Exercise goal: Work through the records that follow and return each line containing the word "documents".

Stored records:
use crate::error::Result;
use std::io::Write;
use std::path::Path;
use tempfile::NamedTempFile;
use walkdir::WalkDir;

/// Write `data` to `path` by way of a sibling temp file that is renamed into
/// place. Project configs and generated agent documents are either the old
/// bytes or the new bytes on disk, never a mix.
pub fn atomic_write(path: &Path, data: &[u8]) -> Result<()> {
    let dir = match path.parent() {
        Some(parent) if !parent.as_os_str().is_empty() => parent,
        _ => Path::new("."),
    };
    ensure_dir(dir)?;
    let mut tmp = NamedTempFile::new_in(dir)?;
    tmp.write_all(data)?;
    tmp.as_file().sync_all()?;
    tmp.persist(path).map_err(|e| e.error)?;
    Ok(())
}

/// `mkdir -p`. Scaffolding calls this for every layout entry, so existing
/// directories must not be an error.
pub fn ensure_dir(path: &Path) -> Result<()> {
    if !path.is_dir() {
        std::fs::create_dir_all(path)?;
    }
    Ok(())
}

/// Recursively copy `src` into `dst`. `dst` must not exist yet; it is created
/// with `create_dir` so an existing target fails instead of being merged into.
pub fn copy_dir_all(src: &Path, dst: &Path) -> std::io::Result<()> {
    std::fs::create_dir(dst)?;
    for entry in WalkDir::new(src).min_depth(1) {
        let entry = entry.map_err(std::io::Error::other)?;
        let rel = entry
            .path()
            .strip_prefix(src)
            .map_err(std::io::Error::other)?;
        let target = dst.join(rel);
        if entry.file_type().is_dir() {
            std::fs::create_dir_all(&target)?;
        } else {
            if let Some(parent) = target.parent() {
                std::fs::create_dir_all(parent)?;
            }
            std::fs::copy(entry.path(), &target)?;
        }
    }
    Ok(())
}

/// Delete every regular file under `dir` whose name does not end with
/// `keep_suffix`. Directories are left in place. Returns the number of
/// files removed.
pub fn remove_files_except(dir: &Path, keep_suffix: &str) -> Result<usize> {
    if !dir.exists() {
        return Ok(0);
    }
    let doomed: Vec<_> = WalkDir::new(dir)
        .into_iter()
        .filter_map(|e| e.ok())
        .filter(|e| e.file_type().is_file())
        .filter(|e| !e.file_name().to_string_lossy().ends_with(keep_suffix))
        .map(|e| e.into_path())
        .collect();
    for path in &doomed {
        std::fs::remove_file(path)?;
    }
    Ok(doomed.len())
}
pub mod config;
pub mod customize;
pub mod documents;
pub mod engine;
pub mod error;
pub mod io;
pub mod lifecycle;
pub mod milestone;
pub mod paths;
pub mod project;
pub mod roster;
pub mod scaffold;
pub mod settings;
pub mod types;

pub use error::{Result, StudioError};
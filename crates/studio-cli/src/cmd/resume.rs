use crate::output::print_json;
use anyhow::Context;
use chrono::Utc;
use std::path::Path;
use studio_core::lifecycle;

pub fn run(root: &Path, project: &str, json: bool) -> anyhow::Result<()> {
    let settings = super::load_settings(root)?;
    let handle = lifecycle::resume(&settings.projects_dir, project, Utc::now())
        .with_context(|| format!("failed to resume project '{project}'"))?;

    if json {
        return print_json(&handle.summary());
    }

    let p = &handle.config.project;
    let agents: Vec<&str> = handle
        .config
        .team
        .active_agents
        .iter()
        .map(|r| r.as_str())
        .collect();

    println!("Resumed project: {}", p.name);
    println!("Location: {}", handle.path.display());
    println!("Current Phase: {}", p.phase);
    println!("Mode: {}", p.mode);
    println!("Active Agents: {}", agents.join(", "));

    println!("\nNext steps:");
    for (i, step) in next_steps(&p.phase, &p.name).iter().enumerate() {
        println!("  {}. {step}", i + 1);
    }
    Ok(())
}

fn next_steps(phase: &str, name: &str) -> Vec<String> {
    match phase {
        "Market Analysis" => vec![
            "Start with market analysis: agents/market_analyst.md".to_string(),
            "Then continue with the orchestrator: agents/project_orchestrator.md".to_string(),
        ],
        "Initialization" => vec![format!(
            "Resume {name} with the orchestrator: agents/project_orchestrator.md"
        )],
        _ => vec![
            format!("Continue {name} with the producer: agents/producer_agent.md"),
            "Review project-config.json for a status report".to_string(),
        ],
    }
}

#[cfg(test)]
mod tests {
    use super::*;

    #[test]
    fn next_steps_by_phase() {
        assert_eq!(next_steps("Market Analysis", "X").len(), 2);
        assert!(next_steps("Initialization", "X")[0].contains("project_orchestrator"));
        assert!(next_steps("Beta", "X")[0].contains("producer_agent"));
    }
}
use crate::error::{Result, StudioError};
use chrono::{DateTime, Utc};
use regex::Regex;
use std::path::{Component, Path, PathBuf};
use std::sync::OnceLock;

// ---------------------------------------------------------------------------
// Directory constants
// ---------------------------------------------------------------------------

pub const SETTINGS_FILE: &str = "studio.yaml";
pub const DEFAULT_PROJECTS_DIR: &str = "projects";
pub const DEFAULT_AGENTS_DIR: &str = "agents";
pub const DEFAULT_ENGINE_CONFIGS_DIR: &str = "engine_configs";

pub const PROJECT_CONFIG_FILE: &str = "project-config.json";
pub const PROJECT_AGENTS_DIR: &str = "agents";
pub const DOCUMENTATION_DIR: &str = "documentation";
pub const SOURCE_DIR: &str = "source";

pub const GDD_FILE: &str = "documentation/design/gdd.md";
pub const TIMELINE_FILE: &str = "documentation/production/timeline.md";
pub const SOURCE_README_FILE: &str = "source/README.md";
pub const GITIGNORE_FILE: &str = ".gitignore";
pub const ORCHESTRATOR_FILE: &str = "project_orchestrator.md";

/// Documentation files ending in this suffix survive a start-over.
pub const TEMPLATE_SUFFIX: &str = "_template.md";

// ---------------------------------------------------------------------------
// Path helpers
// ---------------------------------------------------------------------------

/// Folder name for a project: lowercase, spaces replaced with hyphens.
pub fn sanitize_project_name(name: &str) -> String {
    name.to_lowercase().replace(' ', "-")
}

/// True when `name` is exactly one ordinary path component: no separators,
/// no `.` or `..`, not absolute.
pub fn is_single_folder(name: &str) -> bool {
    if name.contains(['/', '\\']) {
        return false;
    }
    let mut components = Path::new(name).components();
    matches!(
        (components.next(), components.next()),
        (Some(Component::Normal(_)), None)
    )
}

/// A name is usable when it is not blank and its folder form stays inside
/// the projects directory.
pub fn validate_project_name(name: &str) -> Result<()> {
    if name.trim().is_empty() || !is_single_folder(&sanitize_project_name(name)) {
        return Err(StudioError::InvalidProjectName(name.to_string()));
    }
    Ok(())
}

pub fn project_dir(projects_dir: &Path, name: &str) -> PathBuf {
    projects_dir.join(sanitize_project_name(name))
}

pub fn project_config_path(project_dir: &Path) -> PathBuf {
    project_dir.join(PROJECT_CONFIG_FILE)
}

pub fn project_agents_dir(project_dir: &Path) -> PathBuf {
    project_dir.join(PROJECT_AGENTS_DIR)
}

pub fn documentation_dir(project_dir: &Path) -> PathBuf {
    project_dir.join(DOCUMENTATION_DIR)
}

pub fn base_template_path(agents_dir: &Path, role: &str) -> PathBuf {
    agents_dir.join(format!("{role}.md"))
}

/// "Unreal Engine" maps to `unreal`; anything else is lowercased with
/// spaces removed.
pub fn engine_config_key(engine: &str) -> String {
    match engine {
        "Unreal Engine" => "unreal".to_string(),
        other => other.to_lowercase().replace(' ', ""),
    }
}

pub fn engine_config_filename(engine: &str) -> String {
    format!("{}_config.json", engine_config_key(engine))
}

pub fn engine_config_path(engine_configs_dir: &Path, engine: &str) -> PathBuf {
    engine_configs_dir.join(engine_config_filename(engine))
}

pub fn backup_dir(projects_dir: &Path, folder: &str, at: DateTime<Utc>) -> PathBuf {
    projects_dir.join(format!("{folder}_backup_{}", at.format("%Y%m%d_%H%M%S")))
}

// ---------------------------------------------------------------------------
// Backup folder recognition
// ---------------------------------------------------------------------------

static BACKUP_RE: OnceLock<Regex> = OnceLock::new();

fn backup_re() -> &'static Regex {
    BACKUP_RE.get_or_init(|| Regex::new(r"^.+_backup_\d{8}_\d{6}$").unwrap())
}

pub fn is_backup_folder(folder: &str) -> bool {
    backup_re().is_match(folder)
}

// ---------------------------------------------------------------------------
// Tests
// ---------------------------------------------------------------------------

#[cfg(test)]
mod tests {
    use super::*;
    use chrono::TimeZone;

    #[test]
    fn sanitize_lowercases_and_hyphenates() {
        assert_eq!(sanitize_project_name("Star Forge"), "star-forge");
        assert_eq!(sanitize_project_name("My  Game"), "my--game");
        assert_eq!(sanitize_project_name("already-ok"), "already-ok");
    }

    #[test]
    fn invalid_project_names() {
        for name in ["", "   "] {
            assert!(validate_project_name(name).is_err(), "expected invalid: {name:?}");
        }
        validate_project_name("Star Forge").unwrap();
        validate_project_name("v1.2 remaster").unwrap();
    }

    #[test]
    fn names_that_leave_projects_dir_are_rejected() {
        for name in ["../escaped", "..", ".", "a/b", "/abs", "a\\b", "..\\up", "Star/Forge"] {
            assert!(
                matches!(
                    validate_project_name(name),
                    Err(StudioError::InvalidProjectName(_))
                ),
                "expected invalid: {name:?}"
            );
        }
        assert!(is_single_folder("star-forge"));
        assert!(!is_single_folder("../star-forge"));
    }

    #[test]
    fn engine_config_keys() {
        let dir = Path::new("/studio/engine_configs");
        assert_eq!(
            engine_config_path(dir, "Unreal Engine"),
            PathBuf::from("/studio/engine_configs/unreal_config.json")
        );
        assert_eq!(
            engine_config_path(dir, "Unreal"),
            PathBuf::from("/studio/engine_configs/unreal_config.json")
        );
        assert_eq!(
            engine_config_path(dir, "Godot"),
            PathBuf::from("/studio/engine_configs/godot_config.json")
        );
        assert_eq!(
            engine_config_path(dir, "Game Maker"),
            PathBuf::from("/studio/engine_configs/gamemaker_config.json")
        );
    }

    #[test]
    fn backup_dir_is_timestamped() {
        let at = Utc.with_ymd_and_hms(2024, 3, 9, 14, 5, 7).unwrap();
        let path = backup_dir(Path::new("/p"), "star-forge", at);
        assert_eq!(path, PathBuf::from("/p/star-forge_backup_20240309_140507"));
        assert!(is_backup_folder("star-forge_backup_20240309_140507"));
        assert!(!is_backup_folder("star-forge"));
        assert!(!is_backup_folder("star-forge_backup_2024"));
    }
}
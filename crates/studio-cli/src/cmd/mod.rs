pub mod create;
pub mod customize;
pub mod freeze;
pub mod resume;
pub mod start_over;
pub mod status;

use anyhow::Context;
use std::path::Path;
use studio_core::settings::StudioSettings;

pub(crate) fn load_settings(root: &Path) -> anyhow::Result<StudioSettings> {
    StudioSettings::load(root)
        .with_context(|| format!("failed to load studio settings from {}", root.display()))
}
use crate::output::print_json;
use anyhow::Context;
use chrono::Utc;
use std::path::Path;
use studio_core::lifecycle;

pub fn run(root: &Path, project: &str, reason: Option<&str>, json: bool) -> anyhow::Result<()> {
    let settings = super::load_settings(root)?;
    let handle = lifecycle::freeze(&settings.projects_dir, project, reason, Utc::now())
        .with_context(|| format!("failed to freeze project '{project}'"))?;

    if json {
        return print_json(&handle.summary());
    }

    println!("Project '{}' has been frozen.", handle.config.project.name);
    if let Some(reason) = &handle.config.project.freeze_reason {
        println!("Reason: {reason}");
    }
    println!("To resume later: studio resume {}", handle.folder);
    Ok(())
}
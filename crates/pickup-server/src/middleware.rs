use std::sync::Arc;

use axum::{
    extract::{Request, State},
    http::{header::AUTHORIZATION, HeaderValue, StatusCode},
    middleware::Next,
    response::{IntoResponse, Response},
    Json,
};
use serde::Serialize;
use subtle::{Choice, ConstantTimeEq};
use uuid::Uuid;

const API_KEYS_VAR: &str = "PICKUP_API_KEYS";

/// Newtype wrapping a request ID string, stored as a request extension.
#[derive(Debug, Clone)]
pub struct RequestId(pub String);

/// API key auth settings used by middleware.
#[derive(Debug, Clone)]
pub struct AuthState {
    api_keys: Arc<Vec<String>>,
    pub enabled: bool,
}

impl AuthState {
    /// Builds auth config from `PICKUP_API_KEYS` (comma-separated bearer tokens).
    ///
    /// In development, empty/missing keys disable auth for local iteration.
    /// In non-development envs, empty/missing keys fail startup.
    pub fn from_env(is_development: bool) -> anyhow::Result<Self> {
        let raw = std::env::var(API_KEYS_VAR).unwrap_or_default();
        Self::from_keys(&raw, is_development)
    }

    pub fn from_keys(raw: &str, is_development: bool) -> anyhow::Result<Self> {
        let keys: Vec<String> = raw
            .split(',')
            .map(str::trim)
            .filter(|s| !s.is_empty())
            .map(ToOwned::to_owned)
            .collect();

        if keys.is_empty() {
            if is_development {
                tracing::warn!(
                    "{API_KEYS_VAR} not set; bearer auth disabled in development environment"
                );
                return Ok(Self {
                    api_keys: Arc::new(Vec::new()),
                    enabled: false,
                });
            }

            anyhow::bail!(
                "{API_KEYS_VAR} is required outside development; provide comma-separated bearer tokens"
            );
        }

        Ok(Self {
            api_keys: Arc::new(keys),
            enabled: true,
        })
    }

    /// Compares against every key without short-circuiting.
    fn allows(&self, token: &str) -> bool {
        self.api_keys
            .iter()
            .fold(Choice::from(0), |found, key| {
                found | key.as_bytes().ct_eq(token.as_bytes())
            })
            .into()
    }
}

#[derive(Debug, Serialize)]
struct MiddlewareErrorBody {
    error: MiddlewareError,
}

#[derive(Debug, Serialize)]
struct MiddlewareError {
    code: &'static str,
    message: &'static str,
}

/// Axum middleware that extracts or generates a request ID.
///
/// If the incoming request has an `x-request-id` header, that value is used.
/// Otherwise a new `UUIDv4` is generated. The ID is:
/// - Inserted into request extensions as [`RequestId`]
/// - Set on the response as the `x-request-id` header
pub async fn request_id(mut req: Request, next: Next) -> Response {
    let id = req
        .headers()
        .get("x-request-id")
        .and_then(|v| v.to_str().ok())
        .map_or_else(|| Uuid::new_v4().to_string(), String::from);

    req.extensions_mut().insert(RequestId(id.clone()));

    let mut res = next.run(req).await;

    if let Ok(val) = HeaderValue::from_str(&id) {
        res.headers_mut().insert("x-request-id", val);
    }

    res
}

/// Middleware enforcing Bearer token auth when enabled.
pub async fn require_bearer_auth(
    State(auth): State<AuthState>,
    req: Request,
    next: Next,
) -> Response {
    if !auth.enabled {
        return next.run(req).await;
    }

    match extract_bearer_token(req.headers().get(AUTHORIZATION)) {
        Some(token) if auth.allows(token) => next.run(req).await,
        _ => {
            tracing::debug!(path = %req.uri().path(), "rejected request without valid bearer token");
            (
                StatusCode::UNAUTHORIZED,
                Json(MiddlewareErrorBody {
                    error: MiddlewareError {
                        code: "unauthorized",
                        message: "missing or invalid bearer token",
                    },
                }),
            )
                .into_response()
        }
    }
}

fn extract_bearer_token(value: Option<&HeaderValue>) -> Option<&str> {
    value
        .and_then(|v| v.to_str().ok())
        .and_then(|v| v.strip_prefix("Bearer "))
        .filter(|s| !s.trim().is_empty())
}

Answer to this problem:
/// place. Project configs and generated agent documents are either the old
pub mod documents;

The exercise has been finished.